Cerejais is a freguesia ("civil parish") in the municipality of Alfândega da Fé, in continental Portugal. The population in 2011 was 202, in an area of 17.00 km^{2}.

==History==
A settlement in the area of Cerejais dates back to the 9th century. The origin of its name is also remotely associated with the Ceresales, Cersares and Cersales, a zone historically known for the cultivation of cherries and cherry orchards.

In 1706, from the writings of Father Carvalho da Costa, the settlement had about 70 homes. Later (1758), in the Memórias Paroquiais, the clergy in the settlement are represented by the rector of Alfândega da Fé, receiving annual 8$000 reis stipend.
By 1759, the lands of Cerejais were owned by the estate of the Marquis of Távora; that year, the Marquess' lands and property were confiscated by the state, stemming from the events of the Távora affair.

In 1855, until that year, the parish pertained to the municipality of Chacim, passing to Torre de Moncorvo and shortly later to Alfândega da Fé.
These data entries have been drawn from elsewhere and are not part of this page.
// Load a json file that describes the newton fractal we are going to make
// and write out one png per requested render

use std::io::{Error, Read, ErrorKind};
use std::fs::{File, create_dir_all};
use std::env;
use std::path::Path;

use image::RgbImage;
use log::info;

mod newton_raphson;

fn make_directory_for_image(path_str : &str) -> std::io::Result<()> {
    let path = Path::new(path_str);
    if let Some(dir) = path.parent() {
        create_dir_all(dir)
    } else {
        Ok(())
    }
}

fn save_image(image : &RgbImage, out_filename : &str) -> std::io::Result<()> {
    info!("Writing output to {}", out_filename);
    make_directory_for_image(out_filename)?;
    image.save(out_filename).map_err(
        |e| Error::new(ErrorKind::InvalidData, format!("Couldn't write image: {}", e))
    )
}

fn main() -> std::io::Result<()> {
    env_logger::init();
    // Get file to use else default
    let in_filename = env::args().nth(1).unwrap_or("input.json".to_string());
    let out_filename = env::args().nth(2).unwrap_or("output.png".to_string());
    info!("Loading input file: {}", in_filename);
    let mut file = File::open(in_filename)?;
    let mut contents = String::new();
    file.read_to_string(&mut contents)?;
    info!("Parsing input file");
    let input = json::parse(&contents).map_err(
        |_| Error::new(ErrorKind::InvalidData, "Couldn't parse input")
    )?;
    let images = newton_raphson::generate(&input)?;
    if images.len() == 1 {
        save_image(&images[0], &out_filename)?;
    } else {
        // Several renders go into a directory named after the output
        let out_filename_base = out_filename.strip_suffix(".png").unwrap_or(&out_filename);
        for (i, image) in images.iter().enumerate() {
            info!("Render {} of {}", i+1, images.len());
            save_image(image, &format!("{}/{}.png", out_filename_base, i))?;
        }
    }
    Ok(())
}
Even with these changes, by 1926, the settlement had no less than 79 homes and 311 inhabitants.

==Geography==
The parish of Cerejais is situated on a plateau, near the Sabor River. As from 2013, the construction of the Sabor dam ("Barragem do Baixo Sabor") terminated, resulting in a radical change in the landscape around the village, which can best be observed from the top of the Inculcas rocks ("Fragas das Inculcas"). The dam has left two historical hamlets ("quintas") that used to belong to Cerejais: Quinta Branca ("White Hamlet") and Quinta de Sao Goncalo ("St Goncalo's Hamlet"). The latter is often referred to as the "Quinta do Abreu" by the local's, in memory of one of its last inhabitants, who lived there until the late nineties. A statue of Sao Goncalo, originally from the Quinta de Sao Goncalo chapel, is kept in Cerejais. In the past, a number of families lives in these two locations by the river and a teacher taught there too at some point, reflecting the large number of children that existed.

Cerejais is located 8 kilometres from the municipal seat, south of the parish of Alfândega da Fé between the neighbouring parishes of Ferredosa and Sendim da Serra, to the west, and Sendim da Ribeira and Parada, in the east.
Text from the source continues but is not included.